• **Exercise description**
Determine how many lines of the entries include the word "Result", and report that number with no further text.

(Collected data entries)
//! Instrumented tasks for observing how the executor schedules work.

use std::collections::{HashMap, HashSet};
use std::sync::atomic::{AtomicUsize, Ordering};
use std::sync::{Arc, Mutex};
use std::thread;
use std::time::{Duration, Instant};

use anyhow::{bail, Result};
use dagrun::{Task, TaskContext};

/// What a probe task does when it runs.
#[derive(Debug, Clone, Copy)]
pub enum Behaviour {
    Succeed,
    Sleep(Duration),
    Fail,
    Panic,
}

/// A start or finish observed by a [`Probe`].
#[derive(Debug, Clone, PartialEq, Eq)]
pub enum Event {
    Started { task: String, generation: u64 },
    Finished { task: String, generation: u64 },
}

#[derive(Debug, Default)]
struct Inner {
    /// (generation, task) pairs whose body returned successfully.
    succeeded: Mutex<HashSet<(u64, String)>>,
    events: Mutex<Vec<Event>>,
    runs: Mutex<HashMap<String, usize>>,
    /// Starts observed before every dependency had succeeded.
    violations: AtomicUsize,
    running: AtomicUsize,
    peak: AtomicUsize,
}

/// Shared recorder; clone it into every task of a graph.
#[derive(Debug, Clone, Default)]
pub struct Probe {
    inner: Arc<Inner>,
}

impl Probe {
    pub fn new() -> Self {
        Self::default()
    }

    /// A task that checks, when it starts, that all of `deps` already
    /// succeeded in the same cycle.
    pub fn task(&self, deps: &[&str], behaviour: Behaviour) -> ProbeTask {
        ProbeTask {
            probe: self.clone(),
            deps: deps.iter().map(|d| d.to_string()).collect(),
            behaviour,
        }
    }

    pub fn violations(&self) -> usize {
        self.inner.violations.load(Ordering::SeqCst)
    }

    /// Highest number of probe tasks observed running at once.
    pub fn peak_concurrency(&self) -> usize {
        self.inner.peak.load(Ordering::SeqCst)
    }

    pub fn events(&self) -> Vec<Event> {
        self.inner.events.lock().unwrap().clone()
    }

    /// How many times `task` ran across all cycles.
    pub fn runs_of(&self, task: &str) -> usize {
        self.inner.runs.lock().unwrap().get(task).copied().unwrap_or(0)
    }

    pub fn total_runs(&self) -> usize {
        self.inner.runs.lock().unwrap().values().sum()
    }

    /// Task names in start order for one cycle.
    pub fn start_order(&self, generation: u64) -> Vec<String> {
        self.events()
            .into_iter()
            .filter_map(|e| match e {
                Event::Started { task, generation: g } if g == generation => Some(task),
                _ => None,
            })
            .collect()
    }

    fn on_start(&self, ctx: &TaskContext<'_>, deps: &[String]) {
        let generation = ctx.generation();
        {
            let succeeded = self.inner.succeeded.lock().unwrap();
            if deps
                .iter()
                .any(|d| !succeeded.contains(&(generation, d.clone())))
            {
                self.inner.violations.fetch_add(1, Ordering::SeqCst);
            }
        }

        let now = self.inner.running.fetch_add(1, Ordering::SeqCst) + 1;
        self.inner.peak.fetch_max(now, Ordering::SeqCst);

        *self
            .inner
            .runs
            .lock()
            .unwrap()
            .entry(ctx.name().to_string())
            .or_default() += 1;
        self.inner.events.lock().unwrap().push(Event::Started {
            task: ctx.name().to_string(),
            generation,
        });
    }

    fn on_finish(&self, ctx: &TaskContext<'_>, success: bool) {
        if success {
            self.inner
                .succeeded
                .lock()
                .unwrap()
                .insert((ctx.generation(), ctx.name().to_string()));
        }
        self.inner.events.lock().unwrap().push(Event::Finished {
            task: ctx.name().to_string(),
            generation: ctx.generation(),
        });
        self.inner.running.fetch_sub(1, Ordering::SeqCst);
    }
}

/// Task produced by [`Probe::task`].
#[derive(Debug)]
pub struct ProbeTask {
    probe: Probe,
    deps: Vec<String>,
    behaviour: Behaviour,
}

impl Task for ProbeTask {
    fn run(&self, ctx: &TaskContext<'_>) -> Result<()> {
        self.probe.on_start(ctx, &self.deps);
        let started = Instant::now();

        match self.behaviour {
            Behaviour::Succeed => {}
            Behaviour::Sleep(d) => thread::sleep(d),
            Behaviour::Fail => {
                self.probe.on_finish(ctx, false);
                bail!("{} failed on purpose", ctx.name());
            }
            Behaviour::Panic => {
                self.probe.on_finish(ctx, false);
                panic!("{} panicked on purpose", ctx.name());
            }
        }

        tracing::debug!(task = %ctx.name(), elapsed = ?started.elapsed(), "probe task done");
        self.probe.on_finish(ctx, true);
        Ok(())
    }
}
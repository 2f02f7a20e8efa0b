// src/config/model.rs

use std::collections::BTreeMap;
use std::time::Duration;

use serde::Deserialize;

use crate::engine::ExecutorOptions;
use crate::sink::{SinkOptions, SinkOverflow};
use crate::types::FailurePolicy;

/// Configuration exactly as read from a TOML file, before validation.
///
/// ```toml
/// [config]
/// workers = 2
/// cycles = 2
/// failure_policy = "skip_dependents"
///
/// [sink]
/// poll_interval_ms = 100
///
/// [task.C]
/// cmd = "sleep 1"
/// after = ["A", "B"]
/// ```
///
/// All sections are optional and have reasonable defaults, but validation
/// requires at least one task.
#[derive(Debug, Clone, Deserialize)]
pub struct RawConfigFile {
    #[serde(default)]
    pub config: ConfigSection,

    #[serde(default)]
    pub sink: SinkSection,

    /// All tasks from `[task.<name>]`, keyed by task name.
    #[serde(default)]
    pub task: BTreeMap<String, TaskConfig>,
}

/// Validated configuration. Only obtainable through `TryFrom<RawConfigFile>`
/// (see `config::validate`).
#[derive(Debug, Clone)]
pub struct ConfigFile {
    pub config: ConfigSection,
    pub sink: SinkSection,
    pub task: BTreeMap<String, TaskConfig>,
}

impl ConfigFile {
    pub(crate) fn new_unchecked(
        config: ConfigSection,
        sink: SinkSection,
        task: BTreeMap<String, TaskConfig>,
    ) -> Self {
        Self { config, sink, task }
    }

    /// Executor options described by `[config]` and `[sink]`.
    pub fn executor_options(&self) -> ExecutorOptions {
        ExecutorOptions {
            workers: self.config.workers,
            failure_policy: self.config.failure_policy,
            progress_interval: Duration::from_millis(self.config.progress_interval_ms),
            sink: SinkOptions {
                poll_interval: Duration::from_millis(self.sink.poll_interval_ms),
                overflow: match self.sink.capacity {
                    Some(capacity) => SinkOverflow::DropOldest { capacity },
                    None => SinkOverflow::Unbounded,
                },
            },
        }
    }
}

/// `[config]` section.
#[derive(Debug, Clone, Deserialize)]
pub struct ConfigSection {
    /// Worker threads in the pool.
    #[serde(default = "default_workers")]
    pub workers: usize,

    /// How many times the whole graph is executed.
    #[serde(default = "default_cycles")]
    pub cycles: usize,

    /// `"skip_dependents"` (default) or `"fail_fast"`.
    #[serde(default)]
    pub failure_policy: FailurePolicy,

    #[serde(default = "default_progress_interval_ms")]
    pub progress_interval_ms: u64,
}

fn default_workers() -> usize {
    2
}

fn default_cycles() -> usize {
    1
}

fn default_progress_interval_ms() -> u64 {
    5_000
}

impl Default for ConfigSection {
    fn default() -> Self {
        Self {
            workers: default_workers(),
            cycles: default_cycles(),
            failure_policy: FailurePolicy::default(),
            progress_interval_ms: default_progress_interval_ms(),
        }
    }
}

/// `[sink]` section: completion log behaviour.
#[derive(Debug, Clone, Deserialize)]
pub struct SinkSection {
    /// Longest time the log consumer sleeps between shutdown checks.
    #[serde(default = "default_poll_interval_ms")]
    pub poll_interval_ms: u64,

    /// If set, the log queue is bounded and drops its oldest entry when full.
    #[serde(default)]
    pub capacity: Option<usize>,
}

fn default_poll_interval_ms() -> u64 {
    100
}

impl Default for SinkSection {
    fn default() -> Self {
        Self {
            poll_interval_ms: default_poll_interval_ms(),
            capacity: None,
        }
    }
}

/// `[task.<name>]` section.
#[derive(Debug, Clone, Deserialize)]
pub struct TaskConfig {
    /// The shell command to execute.
    pub cmd: String,

    /// Tasks that must succeed before this one starts.
    #[serde(default)]
    pub after: Vec<String>,
}
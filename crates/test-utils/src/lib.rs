pub mod builders;
pub mod probe;

use std::sync::Once;
use std::time::Duration;

use crossbeam_channel::RecvTimeoutError;

use tracing_subscriber::{fmt, EnvFilter};

static INIT: Once = Once::new();

/// Initialise tracing for tests.
///
/// - Uses `with_test_writer()`, so logs are captured per-test.
/// - The Rust test harness only prints captured output for **failing** tests
///   (unless you run with `-- --nocapture`).
///
/// Enable levels with e.g.:
/// `RUST_LOG=debug cargo test`
pub fn init_tracing() {
    INIT.call_once(|| {
        let filter =
            EnvFilter::try_from_default_env().unwrap_or_else(|_| EnvFilter::new("info"));

        fmt()
            .with_env_filter(filter)
            .with_test_writer() // print only for failing tests unless --nocapture
            .with_target(true)
            .with_thread_names(true)
            .init();
    });
}

/// Run a blocking closure on its own thread with a 10-second timeout, so a
/// scheduling bug shows up as a failed test instead of a hung one.
pub fn with_timeout<F, T>(f: F) -> T
where
    F: FnOnce() -> T + Send + 'static,
    T: Send + 'static,
{
    let (tx, rx) = crossbeam_channel::bounded(1);
    std::thread::spawn(move || {
        let _ = tx.send(f());
    });
    match rx.recv_timeout(Duration::from_secs(10)) {
        Ok(value) => value,
        Err(RecvTimeoutError::Timeout) => panic!("Test timed out after 10 seconds"),
        Err(RecvTimeoutError::Disconnected) => panic!("closure under test panicked"),
    }
}
// tests/log_sink.rs

use std::collections::HashSet;
use std::time::Duration;

use crossbeam_channel::{bounded, Receiver, Sender};

use dagrun::{
    AsyncLogSink, DependencyExecutor, LogEntry, LogWriter, MemoryWriter, SinkOptions,
    SinkOverflow, TaskState,
};
use dagrun_test_utils::builders::{diamond, test_options, GraphBuilder};
use dagrun_test_utils::init_tracing;
use dagrun_test_utils::probe::{Behaviour, Probe};
use dagrun_test_utils::with_timeout;

fn entry(task: &str) -> LogEntry {
    LogEntry::new(task, 1, TaskState::Succeeded, "", Duration::ZERO)
}

/// Writer that blocks on its first entry until the test opens the gate.
struct GateWriter {
    inner: MemoryWriter,
    started: Sender<()>,
    gate: Receiver<()>,
    opened: bool,
}

impl LogWriter for GateWriter {
    fn write_entry(&mut self, entry: &LogEntry) {
        if !self.opened {
            let _ = self.started.send(());
            let _ = self.gate.recv();
            self.opened = true;
        }
        self.inner.write_entry(entry);
    }
}

#[test]
fn test_drop_oldest_evicts_front_of_queue() {
    init_tracing();

    let (mem, dropped) = with_timeout(|| {
        let mem = MemoryWriter::new();
        let (started_tx, started_rx) = bounded(1);
        let (gate_tx, gate_rx) = bounded(1);
        let writer = GateWriter {
            inner: mem.clone(),
            started: started_tx,
            gate: gate_rx,
            opened: false,
        };
        let options = SinkOptions {
            poll_interval: Duration::from_millis(5),
            overflow: SinkOverflow::DropOldest { capacity: 2 },
        };
        let mut sink = AsyncLogSink::new(options, Box::new(writer)).expect("sink");

        sink.enqueue(entry("e0"));
        // Consumer now holds e0 and is parked in the writer.
        started_rx.recv().expect("consumer started");

        for i in 1..=5 {
            sink.enqueue(entry(&format!("e{i}")));
        }
        gate_tx.send(()).expect("open gate");
        sink.shutdown();
        (mem, sink.dropped())
    });

    let written: Vec<String> = mem.entries().iter().map(|e| e.task().to_string()).collect();
    assert_eq!(written, vec!["e0", "e4", "e5"]);
    assert_eq!(dropped, 3);
}

#[test]
fn test_one_entry_per_executed_task() {
    init_tracing();

    let entries = with_timeout(|| {
        let probe = Probe::new();
        let graph = diamond(&probe, Behaviour::Succeed);
        let mem = MemoryWriter::new();
        let mut executor =
            DependencyExecutor::with_writer(test_options(2), mem.clone()).expect("executor");
        executor.run_cycles(&graph, 2).expect("cycles");
        executor.shutdown();
        mem.entries()
    });

    assert_eq!(entries.len(), 10);
    let seen: HashSet<(u64, &str)> = entries
        .iter()
        .map(|e| (e.generation(), e.task()))
        .collect();
    assert_eq!(seen.len(), 10, "no duplicate entries per cycle");
    for entry in &entries {
        assert_eq!(entry.state(), TaskState::Succeeded);
        assert!(
            entry.thread().starts_with("dagrun-worker-"),
            "entry produced on {}",
            entry.thread()
        );
    }
}

#[test]
fn test_skipped_tasks_produce_no_entry() {
    init_tracing();

    let entries = with_timeout(|| {
        let probe = Probe::new();
        let graph = GraphBuilder::new(&probe)
            .task_with("A", &[], Behaviour::Fail)
            .task("B", &["A"])
            .build();
        let mem = MemoryWriter::new();
        let mut executor =
            DependencyExecutor::with_writer(test_options(1), mem.clone()).expect("executor");
        executor.run_cycle(&graph).expect("cycle");
        executor.shutdown();
        mem.entries()
    });

    assert_eq!(entries.len(), 1);
    assert_eq!(entries[0].task(), "A");
    assert_eq!(entries[0].state(), TaskState::Failed);
    assert!(entries[0].message().contains("failed on purpose"));
}

#[test]
fn test_enqueue_does_not_wait_for_slow_writer() {
    init_tracing();

    struct SlowWriter(MemoryWriter);
    impl LogWriter for SlowWriter {
        fn write_entry(&mut self, entry: &LogEntry) {
            std::thread::sleep(Duration::from_millis(20));
            self.0.write_entry(entry);
        }
    }

    let mem = MemoryWriter::new();
    let mut sink =
        AsyncLogSink::new(SinkOptions::default(), Box::new(SlowWriter(mem.clone()))).unwrap();

    let started = std::time::Instant::now();
    for i in 0..20 {
        sink.enqueue(entry(&format!("e{i}")));
    }
    // Twenty writes take 400ms; queuing them must not.
    assert!(started.elapsed() < Duration::from_millis(200));

    sink.shutdown();
    assert_eq!(mem.len(), 20);
}
// src/sink/writer.rs

//! Destinations for drained log entries.

use std::io::Write;
use std::sync::{Arc, Mutex, PoisonError};

use tracing::warn;

use super::LogEntry;

/// Where the sink consumer forwards entries. Called only from the consumer
/// thread, so implementations need no internal locking of their own.
pub trait LogWriter: Send + 'static {
    fn write_entry(&mut self, entry: &LogEntry);

    /// Called after each drained batch.
    fn flush(&mut self) {}
}

/// Prints one line per entry to stdout.
#[derive(Debug, Default)]
pub struct StdoutWriter;

impl LogWriter for StdoutWriter {
    fn write_entry(&mut self, entry: &LogEntry) {
        let mut out = std::io::stdout().lock();
        if let Err(e) = writeln!(out, "{entry}") {
            warn!(error = %e, "failed to write log entry to stdout");
        }
    }

    fn flush(&mut self) {
        let _ = std::io::stdout().flush();
    }
}

/// Collects entries in memory; clones share the same buffer.
#[derive(Debug, Clone, Default)]
pub struct MemoryWriter {
    entries: Arc<Mutex<Vec<LogEntry>>>,
}

impl MemoryWriter {
    pub fn new() -> Self {
        Self::default()
    }

    /// Snapshot of everything written so far, in consumption order.
    pub fn entries(&self) -> Vec<LogEntry> {
        self.entries
            .lock()
            .unwrap_or_else(PoisonError::into_inner)
            .clone()
    }

    pub fn len(&self) -> usize {
        self.entries
            .lock()
            .unwrap_or_else(PoisonError::into_inner)
            .len()
    }

    pub fn is_empty(&self) -> bool {
        self.len() == 0
    }
}

impl LogWriter for MemoryWriter {
    fn write_entry(&mut self, entry: &LogEntry) {
        self.entries
            .lock()
            .unwrap_or_else(PoisonError::into_inner)
            .push(entry.clone());
    }
}
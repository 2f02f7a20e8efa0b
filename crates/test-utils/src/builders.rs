#![allow(dead_code)]

use std::sync::Arc;
use std::time::Duration;

use dagrun::{ExecutorOptions, FailurePolicy, SinkOptions, TaskGraph};

use crate::probe::{Behaviour, Probe};

/// Builder for probe-instrumented `TaskGraph`s.
///
/// Every task is a [`crate::probe::ProbeTask`] that knows its own
/// dependencies, so the probe can flag any task started too early.
pub struct GraphBuilder {
    probe: Probe,
    tasks: Vec<(String, Vec<String>, Behaviour)>,
}

impl GraphBuilder {
    pub fn new(probe: &Probe) -> Self {
        Self {
            probe: probe.clone(),
            tasks: Vec::new(),
        }
    }

    pub fn task(self, name: &str, deps: &[&str]) -> Self {
        self.task_with(name, deps, Behaviour::Succeed)
    }

    pub fn task_with(mut self, name: &str, deps: &[&str], behaviour: Behaviour) -> Self {
        self.tasks.push((
            name.to_string(),
            deps.iter().map(|d| d.to_string()).collect(),
            behaviour,
        ));
        self
    }

    /// Register in insertion order; panics on duplicate names.
    pub fn build(self) -> Arc<TaskGraph> {
        let mut graph = TaskGraph::new();
        for (name, deps, behaviour) in self.tasks {
            let dep_refs: Vec<&str> = deps.iter().map(String::as_str).collect();
            let task = self.probe.task(&dep_refs, behaviour);
            graph
                .register_task(name.clone(), deps.clone(), task)
                .unwrap_or_else(|e| panic!("failed to register '{name}': {e}"));
        }
        Arc::new(graph)
    }
}

/// The five-task graph used throughout the tests:
/// `A`, `B` roots; `C` after `A`,`B`; `D` after `C`; `E` after `C`,`D`.
pub fn diamond(probe: &Probe, behaviour: Behaviour) -> Arc<TaskGraph> {
    GraphBuilder::new(probe)
        .task_with("A", &[], behaviour)
        .task_with("B", &[], behaviour)
        .task_with("C", &["A", "B"], behaviour)
        .task_with("D", &["C"], behaviour)
        .task_with("E", &["C", "D"], behaviour)
        .build()
}

/// Executor options tuned for fast tests: short sink poll interval and a
/// short progress interval so slow cycles show up in debug logs.
pub fn test_options(workers: usize) -> ExecutorOptions {
    ExecutorOptions {
        workers,
        failure_policy: FailurePolicy::SkipDependents,
        sink: SinkOptions {
            poll_interval: Duration::from_millis(5),
            ..SinkOptions::default()
        },
        progress_interval: Duration::from_millis(500),
    }
}
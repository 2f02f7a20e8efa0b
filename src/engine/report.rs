// src/engine/report.rs

//! Per-cycle and per-run reports returned to the caller.

use std::collections::BTreeMap;
use std::time::Duration;

use crate::dag::{TaskName, TaskState};

/// Terminal state of every task after one cycle.
#[derive(Debug, Clone)]
pub struct CycleReport {
    generation: u64,
    states: BTreeMap<TaskName, TaskState>,
    failures: BTreeMap<TaskName, String>,
    elapsed: Duration,
}

impl CycleReport {
    pub(crate) fn new(
        generation: u64,
        states: BTreeMap<TaskName, TaskState>,
        failures: BTreeMap<TaskName, String>,
        elapsed: Duration,
    ) -> Self {
        Self {
            generation,
            states,
            failures,
            elapsed,
        }
    }

    pub fn generation(&self) -> u64 {
        self.generation
    }

    pub fn elapsed(&self) -> Duration {
        self.elapsed
    }

    /// `true` iff every task succeeded.
    pub fn success(&self) -> bool {
        self.states.values().all(|s| *s == TaskState::Succeeded)
    }

    pub fn states(&self) -> &BTreeMap<TaskName, TaskState> {
        &self.states
    }

    pub fn state_of(&self, task: &str) -> Option<TaskState> {
        self.states.get(task).copied()
    }

    /// Error message recorded for a failed task.
    pub fn failure_of(&self, task: &str) -> Option<&str> {
        self.failures.get(task).map(String::as_str)
    }

    pub fn tasks_in(&self, state: TaskState) -> Vec<&str> {
        self.states
            .iter()
            .filter(|(_, s)| **s == state)
            .map(|(n, _)| n.as_str())
            .collect()
    }

    pub fn count(&self, state: TaskState) -> usize {
        self.states.values().filter(|s| **s == state).count()
    }
}

/// Reports for every cycle of a multi-cycle run.
#[derive(Debug, Clone, Default)]
pub struct RunReport {
    cycles: Vec<CycleReport>,
    stopped_early: bool,
}

impl RunReport {
    pub(crate) fn push(&mut self, cycle: CycleReport) {
        self.cycles.push(cycle);
    }

    pub(crate) fn mark_stopped_early(&mut self) {
        self.stopped_early = true;
    }

    pub fn cycles(&self) -> &[CycleReport] {
        &self.cycles
    }

    /// `true` iff every executed cycle succeeded.
    pub fn success(&self) -> bool {
        self.cycles.iter().all(CycleReport::success)
    }

    /// A stop was requested before all requested cycles ran.
    pub fn stopped_early(&self) -> bool {
        self.stopped_early
    }
}

#[cfg(test)]
mod tests {
    use super::*;

    fn report(states: &[(&str, TaskState)]) -> CycleReport {
        CycleReport::new(
            1,
            states.iter().map(|(n, s)| (n.to_string(), *s)).collect(),
            BTreeMap::new(),
            Duration::ZERO,
        )
    }

    #[test]
    fn success_requires_all_succeeded() {
        assert!(report(&[("A", TaskState::Succeeded)]).success());
        let r = report(&[("A", TaskState::Failed), ("B", TaskState::Skipped)]);
        assert!(!r.success());
        assert_eq!(r.tasks_in(TaskState::Skipped), vec!["B"]);
        assert_eq!(r.count(TaskState::Failed), 1);
    }

    #[test]
    fn run_report_aggregates_cycles() {
        let mut run = RunReport::default();
        assert!(run.success());
        run.push(report(&[("A", TaskState::Succeeded)]));
        run.push(report(&[("A", TaskState::Failed)]));
        assert!(!run.success());
        assert_eq!(run.cycles().len(), 2);
    }
}
// src/config/loader.rs

use std::fs;
use std::path::{Path, PathBuf};

use crate::config::model::{ConfigFile, RawConfigFile};
use crate::errors::Result;

/// Load a configuration file from a given path and return the raw `RawConfigFile`.
///
/// This only performs TOML deserialization; it does **not** perform semantic
/// validation (graph correctness, etc.). Use [`load_and_validate`] for that.
pub fn load_from_path(path: impl AsRef<Path>) -> Result<RawConfigFile> {
    let contents = fs::read_to_string(path.as_ref())?;
    parse_str(&contents)
}

/// Parse TOML text into a `RawConfigFile`.
pub fn parse_str(contents: &str) -> Result<RawConfigFile> {
    let config: RawConfigFile = toml::from_str(contents)?;
    Ok(config)
}

/// Load a configuration file from path and run validation.
///
/// - Reads TOML.
/// - Applies defaults (handled by `serde` + `Default` impls).
/// - Checks for:
///   - unknown `after` references,
///   - cycles, including self-dependencies,
///   - basic `[config]` / `[sink]` sanity.
pub fn load_and_validate(path: impl AsRef<Path>) -> Result<ConfigFile> {
    let raw_config = load_from_path(&path)?;
    let config = ConfigFile::try_from(raw_config)?;
    Ok(config)
}

/// `Dagrun.toml` in the current working directory.
pub fn default_config_path() -> PathBuf {
    PathBuf::from("Dagrun.toml")
}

• **Task answer**
6